### WORK ORDER
What lines of the listing include the string "Empty"? Show them all.
(RECORDS SHOWN)
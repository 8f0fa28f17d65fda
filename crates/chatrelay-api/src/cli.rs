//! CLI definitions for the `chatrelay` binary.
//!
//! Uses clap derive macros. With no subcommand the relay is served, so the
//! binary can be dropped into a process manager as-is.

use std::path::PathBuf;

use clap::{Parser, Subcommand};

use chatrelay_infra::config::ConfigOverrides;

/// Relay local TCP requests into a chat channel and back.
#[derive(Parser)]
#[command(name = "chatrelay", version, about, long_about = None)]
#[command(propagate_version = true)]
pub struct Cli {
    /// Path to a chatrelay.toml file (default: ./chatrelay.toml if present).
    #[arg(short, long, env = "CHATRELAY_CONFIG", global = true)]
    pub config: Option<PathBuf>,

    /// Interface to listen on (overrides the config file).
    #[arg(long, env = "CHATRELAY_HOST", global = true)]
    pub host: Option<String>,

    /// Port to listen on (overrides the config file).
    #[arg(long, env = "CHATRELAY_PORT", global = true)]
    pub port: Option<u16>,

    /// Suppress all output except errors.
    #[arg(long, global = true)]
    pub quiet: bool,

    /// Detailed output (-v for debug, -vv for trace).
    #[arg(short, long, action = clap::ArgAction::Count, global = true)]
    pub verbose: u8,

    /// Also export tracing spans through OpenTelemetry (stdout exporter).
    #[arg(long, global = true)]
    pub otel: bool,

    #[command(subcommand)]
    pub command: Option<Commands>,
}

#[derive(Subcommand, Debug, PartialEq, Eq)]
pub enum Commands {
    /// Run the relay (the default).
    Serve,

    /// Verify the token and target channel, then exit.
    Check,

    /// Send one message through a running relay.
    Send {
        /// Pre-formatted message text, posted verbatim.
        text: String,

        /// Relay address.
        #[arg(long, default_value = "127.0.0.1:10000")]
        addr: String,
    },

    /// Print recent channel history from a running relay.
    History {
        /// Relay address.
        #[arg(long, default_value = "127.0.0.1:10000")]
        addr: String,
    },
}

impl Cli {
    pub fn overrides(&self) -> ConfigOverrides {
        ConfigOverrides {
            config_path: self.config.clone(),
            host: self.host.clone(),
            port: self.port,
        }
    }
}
(End RECORDS SHOWN)
(RECORDS SHOWN)
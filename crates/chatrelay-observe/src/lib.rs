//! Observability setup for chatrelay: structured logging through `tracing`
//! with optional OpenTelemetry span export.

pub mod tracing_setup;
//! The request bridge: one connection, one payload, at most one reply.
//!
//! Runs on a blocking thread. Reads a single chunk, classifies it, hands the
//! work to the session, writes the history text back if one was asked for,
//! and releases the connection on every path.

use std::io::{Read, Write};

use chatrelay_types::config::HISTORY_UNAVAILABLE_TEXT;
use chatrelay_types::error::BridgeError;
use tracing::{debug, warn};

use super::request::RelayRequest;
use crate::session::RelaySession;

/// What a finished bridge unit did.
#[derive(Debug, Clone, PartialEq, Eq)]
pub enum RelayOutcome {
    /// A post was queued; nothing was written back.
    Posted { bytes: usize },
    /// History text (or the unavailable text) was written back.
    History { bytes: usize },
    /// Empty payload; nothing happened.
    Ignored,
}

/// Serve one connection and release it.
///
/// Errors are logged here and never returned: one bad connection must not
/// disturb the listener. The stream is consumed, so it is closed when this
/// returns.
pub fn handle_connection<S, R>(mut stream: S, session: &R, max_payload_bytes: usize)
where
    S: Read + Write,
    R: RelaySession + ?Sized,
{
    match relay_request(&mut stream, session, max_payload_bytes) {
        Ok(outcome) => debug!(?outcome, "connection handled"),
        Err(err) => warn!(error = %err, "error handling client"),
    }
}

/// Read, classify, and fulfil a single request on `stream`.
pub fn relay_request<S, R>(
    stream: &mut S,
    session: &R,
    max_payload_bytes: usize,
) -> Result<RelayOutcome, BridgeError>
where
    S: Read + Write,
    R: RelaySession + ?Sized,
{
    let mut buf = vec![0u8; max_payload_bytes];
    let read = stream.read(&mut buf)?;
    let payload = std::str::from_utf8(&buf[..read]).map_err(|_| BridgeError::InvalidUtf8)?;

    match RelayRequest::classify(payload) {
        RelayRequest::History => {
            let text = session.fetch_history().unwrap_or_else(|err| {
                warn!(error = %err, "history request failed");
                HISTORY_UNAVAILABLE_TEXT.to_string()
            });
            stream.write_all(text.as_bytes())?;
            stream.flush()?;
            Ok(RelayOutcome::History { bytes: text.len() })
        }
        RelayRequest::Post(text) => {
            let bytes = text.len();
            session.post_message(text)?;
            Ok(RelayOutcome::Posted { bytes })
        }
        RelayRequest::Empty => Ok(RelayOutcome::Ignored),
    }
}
(End RECORDS SHOWN)
### RESULT BELOW
    /// Empty payload; nothing happened.
        RelayRequest::Empty => Ok(RelayOutcome::Ignored),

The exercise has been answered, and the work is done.